Por que as autoridades vêm se omitindo sobre a venda ilegal de canetas emagrecedoras no Pará?


A Operação Mounjaro Delivery, que combate o esquema de venda de canetas emagrecedoras sem autorização da Agência Nacional de Vigilância Sanitária (Anvisa), foi deflagrada nesta segunda-feira (6), no Rio de Janeiro, e resultou na detenção de um casal. A mulher, inclusive, chamou a atenção das autoridades ao perguntar sobre estar bonita no momento da prisão.

Um casal foi presos sob a suspeita de comercializar medicamentos e produtos terapêuticos de origem desconhecida pelas redes sociais. Eles foram autuados em flagrante por crimes contra a saúde pública e contra as relações de consumo, mas acabaram liberados.
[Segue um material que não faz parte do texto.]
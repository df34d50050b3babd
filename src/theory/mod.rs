//! Pitch theory - pitch classes, chromatic sequences and scale degrees
//!
//! Chromatic sequences are ascending: index 0 is the root in the chosen
//! octave and the classes below the root wrap into the next octave up.
use std::fmt;
use std::str::FromStr;

use crate::error::TheoryError;

pub mod mode;

pub use mode::{Mode, Step};

/// The 12 chromatic pitch classes in sharps notation.
#[derive(Debug, Clone, Copy, PartialEq, Eq, Hash, PartialOrd, Ord)]
pub enum PitchClass {
    C,
    CSharp,
    D,
    DSharp,
    E,
    F,
    FSharp,
    G,
    GSharp,
    A,
    ASharp,
    B,
}

impl PitchClass {
    pub const ALL: [PitchClass; 12] = [
        PitchClass::C,
        PitchClass::CSharp,
        PitchClass::D,
        PitchClass::DSharp,
        PitchClass::E,
        PitchClass::F,
        PitchClass::FSharp,
        PitchClass::G,
        PitchClass::GSharp,
        PitchClass::A,
        PitchClass::ASharp,
        PitchClass::B,
    ];

    /// Semitones above C.
    pub fn index(self) -> usize {
        self as usize
    }

    pub fn name(self) -> &'static str {
        match self {
            PitchClass::C => "C",
            PitchClass::CSharp => "C#",
            PitchClass::D => "D",
            PitchClass::DSharp => "D#",
            PitchClass::E => "E",
            PitchClass::F => "F",
            PitchClass::FSharp => "F#",
            PitchClass::G => "G",
            PitchClass::GSharp => "G#",
            PitchClass::A => "A",
            PitchClass::ASharp => "A#",
            PitchClass::B => "B",
        }
    }
}

impl fmt::Display for PitchClass {
    fn fmt(&self, f: &mut fmt::Formatter<'_>) -> fmt::Result {
        f.write_str(self.name())
    }
}

impl FromStr for PitchClass {
    type Err = TheoryError;

    fn from_str(s: &str) -> Result<Self, Self::Err> {
        PitchClass::ALL
            .into_iter()
            .find(|class| class.name() == s)
            .ok_or_else(|| TheoryError::InvalidPitchClass(s.to_string()))
    }
}

/// A pitch class in a specific octave, e.g. `C#4`.
#[derive(Debug, Clone, Copy, PartialEq, Eq, Hash)]
pub struct Pitch {
    pub class: PitchClass,
    pub octave: i32,
}

impl Pitch {
    pub fn new(class: PitchClass, octave: i32) -> Self {
        Self { class, octave }
    }

    /// MIDI note number, with C4 = 60. `None` outside 0..=127.
    pub fn midi_note(self) -> Option<u8> {
        let note = (self.octave + 1) * 12 + self.class.index() as i32;
        u8::try_from(note).ok().filter(|n| *n <= 127)
    }
}

impl fmt::Display for Pitch {
    fn fmt(&self, f: &mut fmt::Formatter<'_>) -> fmt::Result {
        write!(f, "{}{}", self.class, self.octave)
    }
}

/// Twelve consecutive pitches starting at a root.
#[derive(Debug, Clone, Copy, PartialEq, Eq)]
pub struct ChromaticSequence {
    pitches: [Pitch; 12],
}

impl ChromaticSequence {
    pub const LEN: usize = 12;

    /// Build from a pitch-class name such as `"F#"`.
    pub fn from_names(root: &str, octave: i32) -> Result<Self, TheoryError> {
        let root = root.parse::<PitchClass>()?;
        Ok(build_chromatic(root, octave))
    }

    pub fn root(&self) -> Pitch {
        self.pitches[0]
    }

    pub fn pitches(&self) -> &[Pitch] {
        &self.pitches
    }

    pub fn get(&self, index: usize) -> Option<Pitch> {
        self.pitches.get(index).copied()
    }

    pub fn position(&self, pitch: Pitch) -> Option<usize> {
        self.pitches.iter().position(|p| *p == pitch)
    }

    pub fn len(&self) -> usize {
        self.pitches.len()
    }

    pub fn is_empty(&self) -> bool {
        false
    }
}

/// Root and the following 11 classes. Classes before the root in C-based
/// order are placed in `octave + 1`.
pub fn build_chromatic(root: PitchClass, octave: i32) -> ChromaticSequence {
    let start = root.index();
    let pitches = std::array::from_fn(|i| {
        let class_index = start + i;
        if class_index < PitchClass::ALL.len() {
            Pitch::new(PitchClass::ALL[class_index], octave)
        } else {
            Pitch::new(PitchClass::ALL[class_index - PitchClass::ALL.len()], octave + 1)
        }
    });

    tracing::debug!(%root, octave, "built chromatic sequence");
    ChromaticSequence { pitches }
}

/// Walk the chromatic sequence with whole/half steps, recording the pitch
/// under the cursor before each advance.
pub fn select_degrees(
    chromatic: &ChromaticSequence,
    steps: &[Step],
) -> Result<Vec<Pitch>, TheoryError> {
    if steps.is_empty() {
        return Err(TheoryError::EmptyMode);
    }

    let mut cursor = 0;
    let mut degrees = Vec::with_capacity(steps.len());
    for step in steps {
        let pitch = chromatic.get(cursor).ok_or(TheoryError::IndexOutOfRange {
            index: cursor,
            len: chromatic.len(),
        })?;
        degrees.push(pitch);
        cursor += step.semitones();
    }

    Ok(degrees)
}
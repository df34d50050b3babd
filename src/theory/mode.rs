//! The seven diatonic modes as whole/half step patterns
use std::fmt;
use std::str::FromStr;

use crate::error::TheoryError;

#[derive(Debug, Clone, Copy, PartialEq, Eq)]
pub enum Step {
    Whole,
    Half,
}

impl Step {
    pub fn semitones(self) -> usize {
        match self {
            Step::Whole => 2,
            Step::Half => 1,
        }
    }

    pub fn symbol(self) -> &'static str {
        match self {
            Step::Whole => "W",
            Step::Half => "H",
        }
    }
}

use Step::{Half as H, Whole as W};

#[derive(Debug, Clone, Copy, PartialEq, Eq, Hash, Default)]
pub enum Mode {
    #[default]
    Ionian,
    Dorian,
    Phrygian,
    Lydian,
    Mixolydian,
    Aeolian,
    Locrian,
}

impl Mode {
    pub const ALL: [Mode; 7] = [
        Mode::Ionian,
        Mode::Dorian,
        Mode::Phrygian,
        Mode::Lydian,
        Mode::Mixolydian,
        Mode::Aeolian,
        Mode::Locrian,
    ];

    pub fn steps(self) -> &'static [Step; 7] {
        match self {
            Mode::Ionian => &[W, W, H, W, W, W, H],
            Mode::Dorian => &[W, H, W, W, W, H, W],
            Mode::Phrygian => &[H, W, W, W, H, W, W],
            Mode::Lydian => &[W, W, W, H, W, W, H],
            Mode::Mixolydian => &[W, W, H, W, W, H, W],
            Mode::Aeolian => &[W, H, W, W, H, W, W],
            Mode::Locrian => &[H, W, W, H, W, W, W],
        }
    }

    pub fn name(self) -> &'static str {
        match self {
            Mode::Ionian => "Ionian",
            Mode::Dorian => "Dorian",
            Mode::Phrygian => "Phrygian",
            Mode::Lydian => "Lydian",
            Mode::Mixolydian => "Mixolydian",
            Mode::Aeolian => "Aeolian",
            Mode::Locrian => "Locrian",
        }
    }

    /// Interval pattern as shown in the description panel, e.g. `W-W-H-W-W-W-H`.
    pub fn interval_label(self) -> String {
        self.steps()
            .iter()
            .map(|s| s.symbol())
            .collect::<Vec<_>>()
            .join("-")
    }
}

impl fmt::Display for Mode {
    fn fmt(&self, f: &mut fmt::Formatter<'_>) -> fmt::Result {
        f.write_str(self.name())
    }
}

impl FromStr for Mode {
    type Err = TheoryError;

    fn from_str(s: &str) -> Result<Self, Self::Err> {
        Mode::ALL
            .into_iter()
            .find(|mode| mode.name().eq_ignore_ascii_case(s))
            .ok_or_else(|| TheoryError::UnknownMode(s.to_string()))
    }
}

#[cfg(test)]
mod tests {
    use super::*;

    #[test]
    fn test_modes_are_rotations_of_ionian() {
        let ionian = Mode::Ionian.steps();
        for (shift, mode) in Mode::ALL.iter().enumerate() {
            let mut rotated = *ionian;
            rotated.rotate_left(shift);
            assert_eq!(&rotated, mode.steps(), "{mode}");
        }
    }

    #[test]
    fn test_modes_span_an_octave() {
        for mode in Mode::ALL {
            let total: usize = mode.steps().iter().map(|s| s.semitones()).sum();
            assert_eq!(total, 12, "{mode}");
        }
    }

    #[test]
    fn test_parse_mode() {
        assert_eq!("Dorian".parse::<Mode>(), Ok(Mode::Dorian));
        assert_eq!("locrian".parse::<Mode>(), Ok(Mode::Locrian));
        assert_eq!(
            "Major".parse::<Mode>(),
            Err(TheoryError::UnknownMode("Major".to_string()))
        );
    }

    #[test]
    fn test_interval_label() {
        assert_eq!(Mode::Ionian.interval_label(), "W-W-H-W-W-W-H");
        assert_eq!(Mode::Phrygian.interval_label(), "H-W-W-W-H-W-W");
    }
}
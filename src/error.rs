//! Errors raised by pitch, scale and pattern derivation
use thiserror::Error;

use crate::theory::Pitch;

#[derive(Debug, Clone, PartialEq, Eq, Error)]
pub enum TheoryError {
    #[error("unrecognized pitch class: {0:?}")]
    InvalidPitchClass(String),

    #[error("unknown mode: {0:?}")]
    UnknownMode(String),

    #[error("mode has no steps")]
    EmptyMode,

    #[error("scale walk reached index {index} in a sequence of length {len}")]
    IndexOutOfRange { index: usize, len: usize },

    #[error("cannot pick {requested} notes from {available} scale degrees")]
    InvalidNoteCount { requested: usize, available: usize },

    #[error("pitch {0} has no row in the grid")]
    PitchNotInGrid(Pitch),
}
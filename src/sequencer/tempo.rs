//! Coalesces rapid tempo changes (e.g. slider drags) into one update
use std::time::{Duration, Instant};

#[derive(Debug, Clone)]
pub struct TempoDebouncer {
    window: Duration,
    pending: Option<(f32, Instant)>,
}

impl TempoDebouncer {
    pub fn new(window: Duration) -> Self {
        Self {
            window,
            pending: None,
        }
    }

    /// Record a new value; restarts the quiet window.
    pub fn submit(&mut self, bpm: f32, now: Instant) {
        self.pending = Some((bpm, now));
    }

    /// The latest value once no submit has happened for `window`.
    pub fn poll(&mut self, now: Instant) -> Option<f32> {
        match self.pending {
            Some((bpm, at)) if now.saturating_duration_since(at) >= self.window => {
                self.pending = None;
                Some(bpm)
            }
            _ => None,
        }
    }

    pub fn is_pending(&self) -> bool {
        self.pending.is_some()
    }
}

#[cfg(test)]
mod tests {
    use super::*;

    const WINDOW: Duration = Duration::from_millis(200);

    #[test]
    fn test_last_value_wins() {
        let start = Instant::now();
        let mut debouncer = TempoDebouncer::new(WINDOW);
        debouncer.submit(80.0, start);
        debouncer.submit(90.0, start + Duration::from_millis(50));
        debouncer.submit(100.0, start + Duration::from_millis(100));

        assert_eq!(debouncer.poll(start + Duration::from_millis(250)), None);
        assert_eq!(debouncer.poll(start + Duration::from_millis(300)), Some(100.0));
        assert_eq!(debouncer.poll(start + Duration::from_millis(400)), None);
        assert!(!debouncer.is_pending());
    }

    #[test]
    fn test_nothing_submitted() {
        let mut debouncer = TempoDebouncer::new(WINDOW);
        assert_eq!(debouncer.poll(Instant::now()), None);
    }
}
Segundo a Delegacia do Consumidor (Decon), o casal tentou se desfazer de parte dos itens jogando uma caixa de canetas pelo telhado. 

ESTADO DO PARÁ

Enquanto vários estados vêm realizando operações no combate a venda ilegal de canetas emagrecedoras de origem duvidosa, no Pará, as autoridades de segurança pública, vêm se omitindo no combate ao crime da venda desses produtos. 

Diversas pessoas do estado do Pará, sem nenhum conhecimento médico, estão divulgando abertamente nas redes sociais a venda de produtos (caneta emagrecedora) oriundas do Paraguai, que são ilegais no Brasil. 

Até o momento, a Polícial Civil e o Ministério Público do Pará, não se pronunciaram sobre diversos casos (vendas) que estão ocorrendo em vários municípios paraenses, através das redes sociais. 

RISCO GRAVE

Conforme a resolução-RE nº 214 da Anvisa, esses medicamentos são produzidos por empresas desconhecidas e chegam ao consumidor principalmente através de anúncios em redes sociais. Por serem irregulares e de origem duvidosa, a agência é categórica: não há garantia sobre o que existe dentro dessas canetas.